Successful development and production deployment of ADAS/AV perception and planning/routing algorithms require access to large volumes of real-world data from drives performed by test, validation, and production vehicles.
This data is collected from individual vehicle drives, often amounting to several Terabytes (TB) per vehicle per drive, and depending on the type of vehicle (test, validation, or production), is offloaded from the vehicle either using physical media (HDDs/SSDs or custom logging devices), or sent directly to the destination over cellular networks.
Independent of the mechanism, the collected vehicle data needs to be transferred to a data center or cloud environment where one can store the vast volumes of data in a cost-effective fashion, transform the data as required for analytics and perception model training tasks, enrich the data to create metadata, which is then used by model training and general analytics pipelines to retrieve the data.

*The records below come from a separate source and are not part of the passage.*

use std::fmt;

//==============================================================================
// Parameter Tables
//==============================================================================

/// A single cell read from a workbook sheet or CSV file
#[derive(Debug, Clone, PartialEq)]
pub enum Cell {
    Number(f64),
    Text(String),
    Bool(bool),
    Empty,
}

impl Cell {
    /// Coerce the cell to a number the way a float parser would
    ///
    /// Text is trimmed before parsing. Booleans and empty cells are not numeric.
    pub fn as_number(&self) -> Option<f64> {
        match self {
            Cell::Number(n) => Some(*n),
            Cell::Text(s) => s.trim().parse::<f64>().ok(),
            Cell::Bool(_) | Cell::Empty => None,
        }
    }

    /// Text used for label matching (exact, case-sensitive)
    pub fn as_label(&self) -> Option<&str> {
        match self {
            Cell::Text(s) => Some(s.as_str()),
            _ => None,
        }
    }

    pub fn is_empty(&self) -> bool {
        matches!(self, Cell::Empty)
    }
}

impl fmt::Display for Cell {
    fn fmt(&self, f: &mut fmt::Formatter<'_>) -> fmt::Result {
        match self {
            Cell::Number(n) => write!(f, "{}", n),
            Cell::Text(s) => write!(f, "{}", s),
            Cell::Bool(b) => write!(f, "{}", b),
            Cell::Empty => Ok(()),
        }
    }
}

impl From<&str> for Cell {
    fn from(s: &str) -> Self {
        if s.is_empty() {
            Cell::Empty
        } else {
            Cell::Text(s.to_string())
        }
    }
}

impl From<f64> for Cell {
    fn from(n: f64) -> Self {
        Cell::Number(n)
    }
}

/// A row/column addressable grid of cells (one sheet or one CSV file)
///
/// Positions are absolute: row 0 and column 0 are the first row and column of
/// the source, even when they are blank.
#[derive(Debug, Clone, Default)]
pub struct DataTable {
    pub name: String,
    pub rows: Vec<Vec<Cell>>,
}

impl DataTable {
    pub fn new(name: impl Into<String>) -> Self {
        Self {
            name: name.into(),
            rows: Vec::new(),
        }
    }

    pub fn push_row(&mut self, row: Vec<Cell>) {
        self.rows.push(row);
    }

    /// Cell at (row, col); positions outside the populated grid read as `Empty`
    pub fn get(&self, row: usize, col: usize) -> &Cell {
        const EMPTY: &Cell = &Cell::Empty;
        self.rows
            .get(row)
            .and_then(|r| r.get(col))
            .unwrap_or(EMPTY)
    }

    pub fn row_count(&self) -> usize {
        self.rows.len()
    }

    pub fn width(&self) -> usize {
        self.rows.iter().map(Vec::len).max().unwrap_or(0)
    }

    pub fn is_empty(&self) -> bool {
        self.rows.is_empty()
    }
}

//==============================================================================
// Results
//==============================================================================

/// Value of a computed metric
#[derive(Debug, Clone, PartialEq)]
pub enum MetricValue {
    Number(f64),
    /// Whole years; `None` when the quantity is never reached
    Years(Option<usize>),
}

impl MetricValue {
    pub fn as_number(&self) -> Option<f64> {
        match self {
            MetricValue::Number(n) => Some(*n),
            MetricValue::Years(years) => years.map(|y| y as f64),
        }
    }
}

/// One line of a report
#[derive(Debug, Clone, PartialEq)]
pub struct Metric {
    pub name: String,
    pub value: MetricValue,
    pub unit: Option<String>,
}

/// Ordered metrics produced by one analysis run
#[derive(Debug, Clone, Default, PartialEq)]
pub struct ResultSet {
    pub title: String,
    pub metrics: Vec<Metric>,
}

impl ResultSet {
    pub fn new(title: impl Into<String>) -> Self {
        Self {
            title: title.into(),
            metrics: Vec::new(),
        }
    }

    pub fn push(&mut self, name: impl Into<String>, value: f64, unit: Option<&str>) {
        self.metrics.push(Metric {
            name: name.into(),
            value: MetricValue::Number(value),
            unit: unit.map(str::to_string),
        });
    }

    pub fn push_years(&mut self, name: impl Into<String>, years: Option<usize>) {
        self.metrics.push(Metric {
            name: name.into(),
            value: MetricValue::Years(years),
            unit: None,
        });
    }

    /// Look up a metric by its report name
    pub fn get(&self, name: &str) -> Option<&MetricValue> {
        self.metrics
            .iter()
            .find(|m| m.name == name)
            .map(|m| &m.value)
    }

    pub fn len(&self) -> usize {
        self.metrics.len()
    }

    pub fn is_empty(&self) -> bool {
        self.metrics.is_empty()
    }
}

#[cfg(test)]
mod tests {
    use super::*;

    #[test]
    fn test_cell_as_number() {
        assert_eq!(Cell::Number(1.5).as_number(), Some(1.5));
        assert_eq!(Cell::Text(" 42 ".to_string()).as_number(), Some(42.0));
        assert_eq!(Cell::Text("1e3".to_string()).as_number(), Some(1000.0));
        assert_eq!(Cell::Text("N/A".to_string()).as_number(), None);
        assert_eq!(Cell::Bool(true).as_number(), None);
        assert_eq!(Cell::Empty.as_number(), None);
    }

    #[test]
    fn test_cell_from_str() {
        assert_eq!(Cell::from(""), Cell::Empty);
        assert!(Cell::from("").is_empty());
        assert_eq!(Cell::from("Porosity"), Cell::Text("Porosity".to_string()));
        assert!(!Cell::from(" ").is_empty());
    }

    #[test]
    fn test_data_table_get_out_of_bounds() {
        let mut table = DataTable::new("t");
        table.push_row(vec![Cell::from("a"), Cell::Number(1.0)]);
        assert_eq!(table.get(0, 1), &Cell::Number(1.0));
        assert_eq!(table.get(0, 5), &Cell::Empty);
        assert_eq!(table.get(3, 0), &Cell::Empty);
        assert_eq!(table.width(), 2);
    }

    #[test]
    fn test_result_set_lookup() {
        let mut results = ResultSet::new("Economic Analysis");
        results.push("NPV", 20.0, None);
        results.push_years("Years to Breakeven", None);

        assert_eq!(results.len(), 2);
        assert_eq!(results.get("NPV"), Some(&MetricValue::Number(20.0)));
        assert_eq!(
            results.get("Years to Breakeven"),
            Some(&MetricValue::Years(None))
        );
        assert!(results.get("IRR").is_none());
    }

    #[test]
    fn test_metric_value_as_number() {
        assert_eq!(MetricValue::Number(-0.5).as_number(), Some(-0.5));
        assert_eq!(MetricValue::Years(Some(3)).as_number(), Some(3.0));
        assert_eq!(MetricValue::Years(None).as_number(), None);
    }
}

The overall problem of managing the collection, transmittal, transformation, tagging, and retrieval of ADAS/AV data is complex because of multiple interrelated reasons — the geo-distributed nature of the source vehicles, the volume of data produced by each vehicle, and the shifting focus on the current most-relevant subset of the data (a function of how well the perception algorithm is performing and where its edge cases lie) — and the need to carry out all of the operations in a scalable, timely, and cost-effective fashion.
Existing solutions that attempt to collect and transmit all vehicle data to a central facility prior to running any data pipelines suffer from long delays (from data collection to data use), large resource needs (for data storage and analytics), and poor team productivity (to retrieve the data of most interest for a specific task).